> _Exercise description_
Copy out each line containing "IntraBucket" from the entries below.

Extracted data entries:
+ + + + + + +
//! Structured logging setup.
//!
//! Library code only emits `tracing` events; binaries and the Python module
//! call [`init_logging`] once to install a subscriber.

use std::sync::Once;
use tracing::Level;
use tracing_subscriber::EnvFilter;

static INIT: Once = Once::new();

/// Parse a level name, falling back to INFO.
pub fn parse_level(level: &str) -> Level {
    match level.to_uppercase().as_str() {
        "TRACE" => Level::TRACE,
        "DEBUG" => Level::DEBUG,
        "INFO" => Level::INFO,
        "WARN" | "WARNING" => Level::WARN,
        "ERROR" => Level::ERROR,
        _ => Level::INFO,
    }
}

/// Install a global fmt subscriber. Later calls are no-ops.
///
/// `RUST_LOG` directives are honored on top of `level`.
pub fn init_logging(level: &str, json_format: bool) {
    let level = parse_level(level);

    INIT.call_once(|| {
        let filter = EnvFilter::from_default_env().add_directive(level.into());

        // Another subscriber may already be installed by the host process.
        let installed = if json_format {
            tracing_subscriber::fmt()
                .json()
                .with_target(true)
                .with_env_filter(filter)
                .try_init()
        } else {
            tracing_subscriber::fmt()
                .with_target(true)
                .with_env_filter(filter)
                .try_init()
        };

        if installed.is_ok() {
            tracing::debug!(%level, json_format, "Logging initialized");
        }
    });
}
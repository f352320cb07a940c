//! Indicator computation engine.
//!
//! Combines the ADX, EMA and Heikin-Ashi components into one interface,
//! either bucket by bucket or over a whole run.

use crate::{
    ema::EmaBank,
    heikin_ashi::HeikinAshi,
    table::{assemble, BarRecord, EmaValue, HeikinAshiColumns, HeikinAshiSeries, IndicatorSeries},
    wilder::{adx_series, AdxEngine},
};
use flowbar_core::config::IndicatorConfig;
use flowbar_core::{Bucket, Candle, Ohlc, Result};

/// Heikin-Ashi state: transformers for price and CVD plus their indicators.
#[derive(Debug, Clone)]
struct HeikinAshiState {
    price: HeikinAshi,
    cvd: HeikinAshi,
    adx: AdxEngine,
    ema: EmaBank,
    cvd_ema: EmaBank,
}

/// Streaming indicator engine.
#[derive(Debug, Clone)]
pub struct IndicatorEngine {
    periods: Vec<u32>,
    /// ADX/DI on price bars.
    adx: AdxEngine,
    /// EMAs of the price close.
    ema: EmaBank,
    /// EMAs of the CVD close.
    cvd_ema: EmaBank,
    /// Heikin-Ashi mode, when enabled.
    heikin_ashi: Option<HeikinAshiState>,
    /// Buckets processed.
    bars_seen: usize,
}

fn with_periods(periods: &[u32], values: Vec<f64>) -> Vec<EmaValue> {
    periods
        .iter()
        .zip(values)
        .map(|(&period, value)| EmaValue { period, value })
        .collect()
}

impl IndicatorEngine {
    /// Create a new engine from configuration.
    pub fn new(config: &IndicatorConfig) -> Self {
        let periods = config.ema_periods.clone();
        let bank = EmaBank::new(&periods, config.ema_smoothing);

        let heikin_ashi = config.heikin_ashi.then(|| HeikinAshiState {
            price: HeikinAshi::new(),
            cvd: HeikinAshi::new(),
            adx: AdxEngine::new(config.adx_period),
            ema: bank.clone(),
            cvd_ema: bank.clone(),
        });

        Self {
            adx: AdxEngine::new(config.adx_period),
            ema: bank.clone(),
            cvd_ema: bank,
            heikin_ashi,
            periods,
            bars_seen: 0,
        }
    }

    /// Compute the record for the next bucket in chronological order.
    pub fn on_bucket(&mut self, bucket: &Bucket) -> BarRecord {
        self.bars_seen += 1;

        let di = self.adx.update(&bucket.price);
        let ema = self.ema.update(bucket.price.close);
        let cvd_ema = self.cvd_ema.update(bucket.cvd.close as f64);

        let heikin_ashi = self.heikin_ashi.as_mut().map(|ha| {
            let price = ha.price.next(&bucket.price);
            let cvd = ha.cvd.next(&bucket.cvd);
            HeikinAshiColumns {
                price,
                cvd,
                di: ha.adx.update(&price),
                ema: with_periods(&self.periods, ha.ema.update(price.close)),
                cvd_ema: with_periods(&self.periods, ha.cvd_ema.update(cvd.close)),
            }
        });

        BarRecord {
            bucket: bucket.clone(),
            di,
            ema: with_periods(&self.periods, ema),
            cvd_ema: with_periods(&self.periods, cvd_ema),
            heikin_ashi,
        }
    }

    /// Number of buckets processed.
    pub fn bars_seen(&self) -> usize {
        self.bars_seen
    }

    pub fn periods(&self) -> &[u32] {
        &self.periods
    }
}

/// Compute every indicator series over a whole run and assemble the table.
pub fn compute_table(config: &IndicatorConfig, buckets: &[Bucket]) -> Result<Vec<BarRecord>> {
    let periods = &config.ema_periods;
    let closes: Vec<f64> = buckets.iter().map(|b| b.price.close).collect();
    let cvd_closes: Vec<f64> = buckets.iter().map(|b| b.cvd.close as f64).collect();
    let price_bars: Vec<Ohlc> = buckets.iter().map(|b| b.price.ohlc()).collect();

    let heikin_ashi = config.heikin_ashi.then(|| {
        let price = HeikinAshi::transform(&price_bars);
        let cvd_bars: Vec<Ohlc> = buckets.iter().map(|b| b.cvd.ohlc()).collect();
        let cvd = HeikinAshi::transform(&cvd_bars);
        let ha_closes: Vec<f64> = price.iter().map(|b| b.close).collect();
        let ha_cvd_closes: Vec<f64> = cvd.iter().map(|b| b.close).collect();

        HeikinAshiSeries {
            di: adx_series(&price, config.adx_period),
            ema: EmaBank::series(periods, config.ema_smoothing, &ha_closes),
            cvd_ema: EmaBank::series(periods, config.ema_smoothing, &ha_cvd_closes),
            price,
            cvd,
        }
    });

    let series = IndicatorSeries {
        di: adx_series(&price_bars, config.adx_period),
        ema: EmaBank::series(periods, config.ema_smoothing, &closes),
        cvd_ema: EmaBank::series(periods, config.ema_smoothing, &cvd_closes),
        heikin_ashi,
    };

    assemble(periods, buckets, &series)
}
//! Bar record sinks.

use crate::table::BarRecord;
use flowbar_core::{Error, Result};
use std::fs::File;
use std::io::{BufWriter, Write};
use std::path::Path;
use tracing::debug;

/// Destination for finished records.
pub trait BarSink {
    fn write(&mut self, records: &[BarRecord]) -> Result<()>;
}

/// Collects records in memory.
#[derive(Debug, Default)]
pub struct MemorySink {
    records: Vec<BarRecord>,
}

impl MemorySink {
    pub fn new() -> Self {
        Self::default()
    }

    pub fn records(&self) -> &[BarRecord] {
        &self.records
    }
}

impl BarSink for MemorySink {
    fn write(&mut self, records: &[BarRecord]) -> Result<()> {
        self.records.extend_from_slice(records);
        Ok(())
    }
}

/// Writes one JSON object per record per line.
pub struct JsonLinesSink<W: Write> {
    writer: W,
    written: usize,
}

impl<W: Write> JsonLinesSink<W> {
    pub fn new(writer: W) -> Self {
        Self { writer, written: 0 }
    }

    /// Records written so far.
    pub fn written(&self) -> usize {
        self.written
    }

    pub fn into_inner(self) -> W {
        self.writer
    }
}

impl JsonLinesSink<BufWriter<File>> {
    /// Create (or truncate) a JSON-lines file.
    pub fn create(path: impl AsRef<Path>) -> Result<Self> {
        let file = File::create(path.as_ref())?;
        Ok(Self::new(BufWriter::new(file)))
    }
}

impl<W: Write> BarSink for JsonLinesSink<W> {
    fn write(&mut self, records: &[BarRecord]) -> Result<()> {
        for record in records {
            serde_json::to_writer(&mut self.writer, &record.to_json())
                .map_err(|e| Error::sink(format!("record {}: {e}", self.written)))?;
            self.writer
                .write_all(b"\n")
                .map_err(|e| Error::sink(format!("record {}: {e}", self.written)))?;
            self.written += 1;
        }
        self.writer
            .flush()
            .map_err(|e| Error::sink(format!("flush failed after {} records: {e}", self.written)))?;
        debug!(records = records.len(), total = self.written, "json-lines sink flushed");
        Ok(())
    }
}
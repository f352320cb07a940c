//! Error types for the flowbar pipeline.

use crate::types::TimestampNs;
use thiserror::Error;

/// Result type alias using our Error type.
pub type Result<T> = std::result::Result<T, Error>;

/// Main error type for the flowbar pipeline.
#[derive(Error, Debug)]
pub enum Error {
    /// Configuration error.
    #[error("Configuration error: {0}")]
    Config(String),

    /// Malformed input record (missing field, negative size, bad timestamp).
    #[error("Data error: {0}")]
    Data(String),

    /// Trade timestamps went backwards.
    #[error("Trades not ordered at index {index}: {ts_ns} < previous {prev_ts_ns}")]
    Ordering {
        index: usize,
        prev_ts_ns: TimestampNs,
        ts_ns: TimestampNs,
    },

    /// Series handed to table assembly disagree in length.
    #[error("Series length mismatch: {series} has {actual} entries, expected {expected}")]
    LengthMismatch {
        series: &'static str,
        expected: usize,
        actual: usize,
    },

    /// Trade feed failure.
    #[error("Feed error: {0}")]
    Feed(String),

    /// Bar sink failure.
    #[error("Sink error: {0}")]
    Sink(String),

    /// I/O error.
    #[error("I/O error: {0}")]
    Io(#[from] std::io::Error),

    /// JSON serialization/deserialization error.
    #[error("JSON error: {0}")]
    Json(#[from] serde_json::Error),
}

impl Error {
    /// Create a configuration error.
    pub fn config(msg: impl Into<String>) -> Self {
        Error::Config(msg.into())
    }

    /// Create a data error.
    pub fn data(msg: impl Into<String>) -> Self {
        Error::Data(msg.into())
    }

    /// Create a feed error.
    pub fn feed(msg: impl Into<String>) -> Self {
        Error::Feed(msg.into())
    }

    /// Create a sink error.
    pub fn sink(msg: impl Into<String>) -> Self {
        Error::Sink(msg.into())
    }
}
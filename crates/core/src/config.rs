//! Configuration structures for the flowbar pipeline.

use crate::error::{Error, Result};
use crate::types::NANOS_PER_SEC;
use serde::{Deserialize, Serialize};
use std::path::Path;

/// Main configuration for a pipeline run.
#[derive(Debug, Clone, Default, PartialEq, Serialize, Deserialize)]
#[serde(default)]
pub struct Config {
    /// Bar construction configuration.
    pub bars: BarConfig,
    /// Indicator configuration.
    pub indicators: IndicatorConfig,
    /// Input handling configuration.
    pub ingestion: IngestionConfig,
}

impl Config {
    /// Parse a configuration from JSON. Missing sections take their defaults.
    pub fn from_json_str(json: &str) -> Result<Self> {
        let config: Config = serde_json::from_str(json)?;
        config.validate()?;
        Ok(config)
    }

    /// Load a configuration from a JSON file.
    pub fn from_file(path: impl AsRef<Path>) -> Result<Self> {
        let raw = std::fs::read_to_string(path)?;
        Self::from_json_str(&raw)
    }

    /// Reject configurations the pipeline cannot run with.
    pub fn validate(&self) -> Result<()> {
        match self.bars.bucket {
            BucketSpec::Time { width_secs: 0 } => {
                return Err(Error::config("bucket width must be positive"));
            }
            BucketSpec::Time { .. } if self.bars.bucket.width_ns().is_none() => {
                return Err(Error::config("bucket width overflows nanosecond range"));
            }
            BucketSpec::Ticks { trades_per_bar: 0 } => {
                return Err(Error::config("trades per bar must be positive"));
            }
            _ => {}
        }
        if self.indicators.adx_period == 0 {
            return Err(Error::config("ADX period must be positive"));
        }
        if let Some(p) = self.indicators.ema_periods.iter().find(|&&p| p == 0) {
            return Err(Error::config(format!("invalid EMA period {p}")));
        }
        if let EmaSmoothing::Fixed(alpha) = self.indicators.ema_smoothing {
            if !(alpha > 0.0 && alpha <= 1.0) {
                return Err(Error::config(format!(
                    "EMA alpha must be in (0, 1], got {alpha}"
                )));
            }
        }
        Ok(())
    }
}

/// How trades are grouped into bars.
#[derive(Debug, Clone, Copy, PartialEq, Eq, Serialize, Deserialize)]
#[serde(rename_all = "snake_case")]
pub enum BucketSpec {
    /// Fixed-width time buckets keyed by `floor(ts, width)`.
    Time { width_secs: u64 },
    /// Fixed trade-count buckets keyed by their first trade's timestamp.
    Ticks { trades_per_bar: u32 },
}

impl BucketSpec {
    /// Bucket width in nanoseconds for time buckets.
    pub fn width_ns(&self) -> Option<i64> {
        match *self {
            BucketSpec::Time { width_secs } => i64::try_from(width_secs)
                .ok()
                .and_then(|s| s.checked_mul(NANOS_PER_SEC)),
            BucketSpec::Ticks { .. } => None,
        }
    }
}

impl Default for BucketSpec {
    fn default() -> Self {
        BucketSpec::Time { width_secs: 60 }
    }
}

/// Semantics of the per-bucket CVD bar.
#[derive(Debug, Clone, Copy, Default, PartialEq, Eq, Serialize, Deserialize)]
#[serde(rename_all = "snake_case")]
pub enum CvdBarMode {
    /// OHLC of the running CVD sampled at each trade in the bucket.
    #[default]
    IntraBucket,
    /// Cumulative sum of bucket deltas: open is the previous bucket's close.
    BarCumulative,
}

/// Bar construction configuration.
#[derive(Debug, Clone, Default, PartialEq, Serialize, Deserialize)]
#[serde(default)]
pub struct BarConfig {
    /// Bucket grouping.
    pub bucket: BucketSpec,
    /// CVD bar semantics.
    pub cvd_mode: CvdBarMode,
    /// Drop records whose bucket starts before this timestamp (warm-up).
    pub emit_from_ns: Option<i64>,
}

/// Smoothing constant used by the EMA banks.
#[derive(Debug, Clone, Copy, Default, PartialEq, Serialize, Deserialize)]
#[serde(rename_all = "snake_case")]
pub enum EmaSmoothing {
    /// alpha = 2 / (period + 1).
    #[default]
    Span,
    /// alpha = 1 / period.
    Wilder,
    /// Same alpha for every period.
    Fixed(f64),
}

/// Indicator configuration.
#[derive(Debug, Clone, PartialEq, Serialize, Deserialize)]
#[serde(default)]
pub struct IndicatorConfig {
    /// Wilder smoothing period for ATR, DM and ADX.
    pub adx_period: u32,
    /// EMA periods tracked for every series.
    pub ema_periods: Vec<u32>,
    /// EMA smoothing convention.
    pub ema_smoothing: EmaSmoothing,
    /// Compute Heikin-Ashi bars and their indicators.
    pub heikin_ashi: bool,
}

impl Default for IndicatorConfig {
    fn default() -> Self {
        Self {
            adx_period: 14,
            ema_periods: vec![8, 9, 13, 21, 22, 50, 100, 200],
            ema_smoothing: EmaSmoothing::Span,
            heikin_ashi: false,
        }
    }
}

/// What to do when trades arrive out of timestamp order.
#[derive(Debug, Clone, Copy, Default, PartialEq, Eq, Serialize, Deserialize)]
#[serde(rename_all = "snake_case")]
pub enum OrderingPolicy {
    /// Fail the run on the first inversion.
    Strict,
    /// Stable-sort by timestamp before processing.
    #[default]
    Sort,
}

/// Input handling configuration.
#[derive(Debug, Clone, Default, PartialEq, Serialize, Deserialize)]
#[serde(default)]
pub struct IngestionConfig {
    /// Ordering policy for unsorted input.
    pub ordering: OrderingPolicy,
}

#[cfg(test)]
mod tests {
    use super::*;

    #[test]
    fn test_default_config() {
        let config = Config::default();
        assert_eq!(config.indicators.adx_period, 14);
        assert_eq!(config.indicators.ema_periods, vec![8, 9, 13, 21, 22, 50, 100, 200]);
        assert_eq!(config.bars.bucket.width_ns(), Some(60 * NANOS_PER_SEC));
        assert_eq!(config.ingestion.ordering, OrderingPolicy::Sort);
        assert!(config.validate().is_ok());
    }

    #[test]
    fn test_partial_json() {
        let config = Config::from_json_str(
            r#"{"bars": {"bucket": {"time": {"width_secs": 300}}}, "indicators": {"heikin_ashi": true}}"#,
        )
        .unwrap();
        assert_eq!(config.bars.bucket, BucketSpec::Time { width_secs: 300 });
        assert!(config.indicators.heikin_ashi);
        assert_eq!(config.indicators.adx_period, 14);
        assert_eq!(config.bars.cvd_mode, CvdBarMode::IntraBucket);
    }

    #[test]
    fn test_from_file() {
        let path = std::env::temp_dir().join(format!("flowbar-config-{}.json", std::process::id()));
        std::fs::write(&path, r#"{"indicators": {"adx_period": 21, "ema_periods": [8, 21]}}"#)
            .unwrap();
        let config = Config::from_file(&path).unwrap();
        std::fs::remove_file(&path).unwrap();

        assert_eq!(config.indicators.adx_period, 21);
        assert_eq!(config.indicators.ema_periods, vec![8, 21]);
        assert!(matches!(Config::from_file(&path), Err(Error::Io(_))));
    }

    #[test]
    fn test_tick_bucket_json() {
        let config = Config::from_json_str(
            r#"{"bars": {"bucket": {"ticks": {"trades_per_bar": 700}}, "cvd_mode": "bar_cumulative"}}"#,
        )
        .unwrap();
        assert_eq!(config.bars.bucket, BucketSpec::Ticks { trades_per_bar: 700 });
        assert_eq!(config.bars.cvd_mode, CvdBarMode::BarCumulative);
        assert_eq!(config.bars.bucket.width_ns(), None);
    }

    #[test]
    fn test_invalid_configs() {
        let mut config = Config::default();
        config.bars.bucket = BucketSpec::Time { width_secs: 0 };
        assert!(matches!(config.validate(), Err(Error::Config(_))));

        let mut config = Config::default();
        config.indicators.adx_period = 0;
        assert!(config.validate().is_err());

        let mut config = Config::default();
        config.indicators.ema_periods = vec![8, 0];
        assert!(config.validate().is_err());

        let mut config = Config::default();
        config.indicators.ema_smoothing = EmaSmoothing::Fixed(1.5);
        assert!(config.validate().is_err());

        let mut config = Config::default();
        config.bars.bucket = BucketSpec::Time { width_secs: u64::MAX };
        assert!(config.validate().is_err());
    }
}
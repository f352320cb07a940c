//! Trade ingestion for the flowbar pipeline.
//!
//! This crate handles:
//! - Raw record validation
//! - Timestamp ordering
//! - Trade delta classification and running CVD
//! - Bucket bar building (time and tick buckets)
//! - Trade feeds

pub mod bar_builder;
pub mod classifier;
pub mod cvd;
pub mod feed;
pub mod ordering;
pub mod raw;

pub use bar_builder::BarBuilder;
pub use classifier::{classify, ClassificationStats, TradeClassifier};
pub use cvd::CvdAccumulator;
pub use feed::{FeedRequest, JsonLinesFeed, MemoryFeed, TradeFeed};
pub use ordering::enforce_order;
pub use raw::{validate_all, RawTimestamp, RawTrade};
+ + + + + + +
> _Response to this exercise_
    IntraBucket,
        assert_eq!(config.bars.cvd_mode, CvdBarMode::IntraBucket);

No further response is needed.